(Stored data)
--- --- ---
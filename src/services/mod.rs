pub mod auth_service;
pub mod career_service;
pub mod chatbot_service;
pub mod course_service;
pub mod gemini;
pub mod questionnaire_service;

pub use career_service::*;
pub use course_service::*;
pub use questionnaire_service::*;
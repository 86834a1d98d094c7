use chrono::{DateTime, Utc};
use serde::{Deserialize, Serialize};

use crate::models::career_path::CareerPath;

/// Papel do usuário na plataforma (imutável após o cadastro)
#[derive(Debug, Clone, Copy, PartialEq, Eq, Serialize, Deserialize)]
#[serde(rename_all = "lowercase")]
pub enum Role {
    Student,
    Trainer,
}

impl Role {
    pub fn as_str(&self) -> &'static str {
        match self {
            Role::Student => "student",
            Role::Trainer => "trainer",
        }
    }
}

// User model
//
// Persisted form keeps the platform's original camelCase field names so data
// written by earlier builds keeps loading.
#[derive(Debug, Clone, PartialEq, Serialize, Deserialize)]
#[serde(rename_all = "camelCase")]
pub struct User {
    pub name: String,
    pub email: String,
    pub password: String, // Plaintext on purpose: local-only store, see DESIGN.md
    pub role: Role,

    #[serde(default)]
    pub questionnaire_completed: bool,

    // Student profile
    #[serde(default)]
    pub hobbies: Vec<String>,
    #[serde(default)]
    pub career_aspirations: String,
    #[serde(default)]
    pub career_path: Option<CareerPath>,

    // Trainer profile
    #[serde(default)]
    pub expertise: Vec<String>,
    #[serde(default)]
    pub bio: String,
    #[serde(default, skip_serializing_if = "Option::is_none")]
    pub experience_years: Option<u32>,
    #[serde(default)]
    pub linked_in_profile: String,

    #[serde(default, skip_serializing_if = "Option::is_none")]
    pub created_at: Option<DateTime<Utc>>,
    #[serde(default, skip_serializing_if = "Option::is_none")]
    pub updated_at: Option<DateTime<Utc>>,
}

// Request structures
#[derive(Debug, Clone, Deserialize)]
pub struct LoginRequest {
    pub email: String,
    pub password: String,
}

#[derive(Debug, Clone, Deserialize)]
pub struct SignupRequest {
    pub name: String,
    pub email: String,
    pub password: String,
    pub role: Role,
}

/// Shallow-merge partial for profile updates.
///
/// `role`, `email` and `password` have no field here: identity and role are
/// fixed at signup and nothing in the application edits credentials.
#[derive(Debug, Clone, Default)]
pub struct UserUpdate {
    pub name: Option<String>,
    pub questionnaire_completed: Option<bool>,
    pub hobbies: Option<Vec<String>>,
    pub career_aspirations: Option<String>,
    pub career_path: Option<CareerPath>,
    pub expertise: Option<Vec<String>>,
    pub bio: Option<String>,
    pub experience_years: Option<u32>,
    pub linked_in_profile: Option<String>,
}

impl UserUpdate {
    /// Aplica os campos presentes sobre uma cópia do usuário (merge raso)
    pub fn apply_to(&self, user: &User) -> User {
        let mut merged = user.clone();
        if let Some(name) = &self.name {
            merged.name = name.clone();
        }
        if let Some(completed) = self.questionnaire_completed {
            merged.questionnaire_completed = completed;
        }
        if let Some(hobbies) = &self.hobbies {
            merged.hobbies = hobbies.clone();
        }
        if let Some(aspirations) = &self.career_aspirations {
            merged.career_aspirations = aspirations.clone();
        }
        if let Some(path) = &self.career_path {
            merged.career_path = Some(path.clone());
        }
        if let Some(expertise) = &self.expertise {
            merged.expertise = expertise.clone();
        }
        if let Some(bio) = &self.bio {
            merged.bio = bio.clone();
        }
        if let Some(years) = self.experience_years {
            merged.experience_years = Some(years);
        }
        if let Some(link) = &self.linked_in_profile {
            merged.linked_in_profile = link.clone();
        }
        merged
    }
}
--- --- ---
# What you need to do
In the data above, find each line where the string "camelCase" appears, then copy it.

# Answer section
// Persisted form keeps the platform's original camelCase field names so data
#[serde(rename_all = "camelCase")]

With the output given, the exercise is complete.